En 2017, luego de publicado En vez del optimismo (Ciper-Catalonia), recibí un mensaje a mi celular de María Callealta, en ese entonces alumna de tercero medio del Colegio Jorge Huneeus Zegers de la comuna de La Pintana. Allí, me invitaba a discutir el libro y la situación política con un grupo de estudiantes del establecimiento. María remató su mensaje con lo siguiente: «…para hablar sobre un tema tan importante que podemos evitar que pase a mayores… [y con] la esperanza, que me reconforta, para una sociedad chilena justa». Una vez agendada la visita, recibí una llamada en que me advertía que no esperara mucha gente en la sala. Habían tenido recién una actividad con un candidato a diputado (finalmente electo por Revolución Democrática unos meses más tarde) y «casi no había llegado nadie».

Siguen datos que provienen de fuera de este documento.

//! Client lease bookkeeping.

use serde::{Deserialize, Serialize};

/// Lease of one client.
#[derive(Debug, Clone, Copy, PartialEq, Eq, Serialize, Deserialize)]
pub struct Lease {
    /// Last time the client presented valid state
    pub last_access: u64,
    /// Set administratively or on scrub; the lease can no longer be renewed
    pub forced_expire: bool,
}

impl Lease {
    /// Lease renewed at `now`.
    pub fn new(now: u64) -> Self {
        Self {
            last_access: now,
            forced_expire: false,
        }
    }

    /// Renews the lease unless it was forcibly expired.
    pub fn renew(&mut self, now: u64) {
        if !self.forced_expire {
            self.last_access = now;
        }
    }

    /// Marks the lease as expired regardless of its age.
    pub fn force_expire(&mut self) {
        self.forced_expire = true;
    }

    /// True when forced, or when more than `lease_secs` passed since the
    /// last renewal.
    pub fn is_expired(&self, now: u64, lease_secs: u64) -> bool {
        self.forced_expire || self.lapsed(now, lease_secs)
    }

    /// Time-based half of [`Lease::is_expired`].
    pub fn lapsed(&self, now: u64, lease_secs: u64) -> bool {
        now.saturating_sub(self.last_access) > lease_secs
    }
}

#[cfg(test)]
mod tests {
    use super::*;

    #[test]
    fn test_lease_valid_within_duration() {
        let lease = Lease::new(100);
        assert!(!lease.is_expired(100, 90));
        assert!(!lease.is_expired(190, 90));
        assert!(lease.is_expired(191, 90));
    }

    #[test]
    fn test_renew_moves_window() {
        let mut lease = Lease::new(100);
        lease.renew(180);
        assert!(!lease.is_expired(260, 90));
    }

    #[test]
    fn test_forced_expire_blocks_renewal() {
        let mut lease = Lease::new(100);
        lease.force_expire();
        assert!(lease.is_expired(100, 90));
        lease.renew(150);
        assert_eq!(lease.last_access, 100);
        assert!(lease.is_expired(150, 90));
        assert!(!lease.lapsed(150, 90));
    }

    #[test]
    fn test_clock_behind_last_access_is_not_expired() {
        let lease = Lease::new(500);
        assert!(!lease.is_expired(400, 90));
    }
}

El día de la charla, sin embargo, me encontré con más de setenta estudiantes en la sala (eran otros tiempos, sin restricciones de aforo). Ante mi sorpresa y para romper el hielo pregunté: «¿Por qué vienen a hablar de un libro aburrido sobre política y no van a conversar con quienes están compitiendo para representarlos en el Congreso?». La respuesta fue tan rápida como transparente: «Porque queremos saber cómo funciona el sistema. ¿Por qué los políticos se han cagado a nuestros padres, a nuestros abuelos? ¿Por qué nos quieren hacer hueones a nosotros?».

Esa respuesta me sigue resonando aún hoy. Para intentar abordarla y problematizarla, el segundo semestre de 2019 dictamos junto a Lihuén Nocetto un curso titulado «Mafia y Democracia», que estaba destinado a estudiantes de tercero y cuarto medio en el Programa Penta-UC de la UC. Dicho programa, que nada tiene que ver con el grupo empresarial Penta, busca promover el talento académico de jóvenes chilenos y funciona en convenio con distintas corporaciones de educación municipal de la región Metropolitana.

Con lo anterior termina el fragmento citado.